Daphne Oxenford: “And now it’s time for the story, and today, it’s called: ‘Toast And Jam For Tea’. Are you sitting comfortably?
NB: “No. I’ve forgotten my teddy, just a minute…
MW: “…Then I’ll begin.”
NB: “No. I said wait, you stupid cow. I’ve got to find my teddy.”
MW: “One day, little Jonnie Figtree was sitting in his mummy’s kitchen eating some toast and jam.”
NB: “Are you deaf, or what? Can’t you wait a minute? Surely that’s not too much to ask.”
MW: “Jonnie’s mummy was out in the garden hanging out the clothes…”
NB: “Yeah, I know….’when down came a blackbird and pecked off her shnozzle’…I’ve heard it all before. You’re just so predictable. Can’t you think of anything a bit more original? And you’re so patronising, treating me like I’ve got no intelligence – like I’m some kind of moron, or something. Why can’t it be a pterodactyl that swoops down and rips her pecker off? No, I wouldn’t be frightened. I’ve seen more blood and gore than you’ve had hot dinners. I’ve listened to things on the radio that’d make your hair curl. You should listen to ‘Dick Barton, Special Agent’ like I do. It might give you some ideas. ‘Toast and Jam For Tea’. I ask you! Where’s the excitement in that? I have that every day. Sure, it’s great, but it isn’t exactly the turn-on of the century, is it? Yeah, I have nightmares. So What? Nothing wrong with that, is there? Dreaming of being chased by hairy monsters is better than dreaming about a plate of toast, I can tell you. And who wants everyone to live happily ever after all the time? Life just isn’t like that. You ought to know. You must’ve been around for a couple of thousand years. And another thing….”
MW: “...and so Johnnie and his Mummy, skewered the dead pterodactyl with a toasting fork and held it over the flames till it went all shrivelled and brown…”
NB: “Now you’re talking!”



     * * * * * * * * *


Nymphs and shepherds, come away.
In the groves let's sport and play,
For this is Flora's holiday,
Sacred to ease and happy love,
To dancing, to music and to poetry;
Your flocks may now securely rove
Whilst you express your jollity.
Nymphs and shepherds, come away.





     Chapter 3. THE ADKINS


     The Adkin family consisted of Cecil, Edna May and 3 children, Tim, Francis, and Diana who was a couple of years older than Connie. Born into a wealthy Gynaecologist’s family, Diana’s Mother, Edna, had been brought up in a large double-fronted Victorian house in Brockley, South East London. She attended Rodene and at the age of 16, was sent to Switzerland to complete her training to become a prospective wife and mistress of household to somebody incredibly wealthy and well-connected who was expected, quite naturally, to pitch up at some stage.

     Edna was quite well connected herself and, as a young woman, was on first name terms with several members of the Royal Family of the time, having been presented at Court to the then King George V and Queen Mary, and often spending long weekends with other ‘well-connected’ and their entourage idling about on yachts in the Mediterranean or on the verandas of some of the more exclusive hotels on the French Riviera.

     Despite being a big woman, standing over six feet in her silk stockings and just managing to squeeze her feet into size eleven shoes, Edna managed to skip the light fantastic on the rooftops of several expensive limousines during the Mayfair coming out ball in 1921, probably leaving a few expensive panel beating jobs in her wake.

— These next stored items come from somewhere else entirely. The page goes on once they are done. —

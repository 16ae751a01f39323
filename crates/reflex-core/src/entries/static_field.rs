use crate::{AccessError, AccessSpecifier, Entity, EntityId, FieldFlags, StaticAddress, TypeDesc};

use super::{EntityKind, Reflected};

/// A static field: a typed slot at a process-wide address.
#[derive(Debug, Clone, PartialEq, Eq)]
pub struct StaticField {
    pub entity: Entity,
    pub ty: TypeDesc,
    pub flags: FieldFlags,
    /// Struct that declares the field. Filled in on registration when empty.
    pub owner: EntityId,
    pub address: StaticAddress,
}

impl StaticField {
    /// Create a static field. The `STATIC` flag is added automatically.
    pub fn new(name: impl Into<String>, ty: TypeDesc, flags: FieldFlags, address: StaticAddress) -> Self {
        Self {
            entity: Entity::new(name),
            ty,
            flags: flags | FieldFlags::STATIC,
            owner: EntityId::EMPTY,
            address,
        }
    }

    pub fn declared_in(mut self, owner: EntityId) -> Self {
        self.owner = owner;
        self
    }

    pub fn is_static(&self) -> bool {
        self.flags.contains(FieldFlags::STATIC)
    }

    /// Read-only through either the `CONST` flag or a read-only address.
    pub fn is_read_only(&self) -> bool {
        self.flags.contains(FieldFlags::CONST) || self.address.is_read_only()
    }

    pub fn access(&self) -> AccessSpecifier {
        self.flags.access()
    }

    /// Borrow the stored value.
    ///
    /// # Safety
    ///
    /// The address must hold an initialized `T` that nobody writes to while
    /// the reference lives.
    pub unsafe fn get_ref<T: 'static>(&self) -> Result<&'static T, AccessError> {
        // SAFETY: upheld by the caller.
        unsafe { self.address.get_ref(&self.ty) }
    }

    /// Clone the stored value out.
    ///
    /// # Safety
    ///
    /// Same as [`StaticField::get_ref`].
    pub unsafe fn get<T: Clone + 'static>(&self) -> Result<T, AccessError> {
        // SAFETY: upheld by the caller.
        unsafe { self.address.get(&self.ty) }
    }

    /// Overwrite the stored value.
    ///
    /// # Safety
    ///
    /// The address must hold an initialized `T` and no other access may
    /// happen concurrently.
    pub unsafe fn set<T: 'static>(&self, value: T) -> Result<(), AccessError> {
        let read_only = self.flags.contains(FieldFlags::CONST);
        // SAFETY: upheld by the caller.
        unsafe {
            self.address
                .set(&self.ty, &self.entity.qualified_name, read_only, value)
        }
    }
}

impl Reflected for StaticField {
    const KIND: EntityKind = EntityKind::StaticField;

    fn entity(&self) -> &Entity {
        &self.entity
    }

    fn entity_mut(&mut self) -> &mut Entity {
        &mut self.entity
    }
}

     The marriage in 1922 between Edna and the heir to the Adkin tobacco fortune was peculiar only because of the difference in size and bearing between the diminutive Cyril and the Amazonian Edna. In all other respects, it was considered an ideal match within the social circles they both sacheted about in. Few marriages, apart from theirs, ever made the pages of Tatler, except Royal ones.

     The wedding took place at St Margaret’s, Westminster and was attended by many famous celebrities of the day, and was followed by a big bash at Claridges in Mayfair.

     EDNA MAY

     To Emma, or Nan, as we called her, Edna May Adkin was Royalty, or damn near the next best thing. She was everything Nan thought a lady should be - elegant, sophisticated, cultured, staggeringly wealthy, and a completely and utterly helpless individual who, quite literally, found the simple task of using an electric toaster not only outside her experience but way beyond her comprehension, not to mention, inclination.

     Nan always addressed Edna as Madam and referred to her as Mrs ATKINS. Edna addressed Nan as Emily, and Nan would rather have been barbequed by a sudden bolt of lightning than ever correct the mistake and inform the Mistress that her name was not an abbreviation, and that she’d actually been christened just plain and simple Emma.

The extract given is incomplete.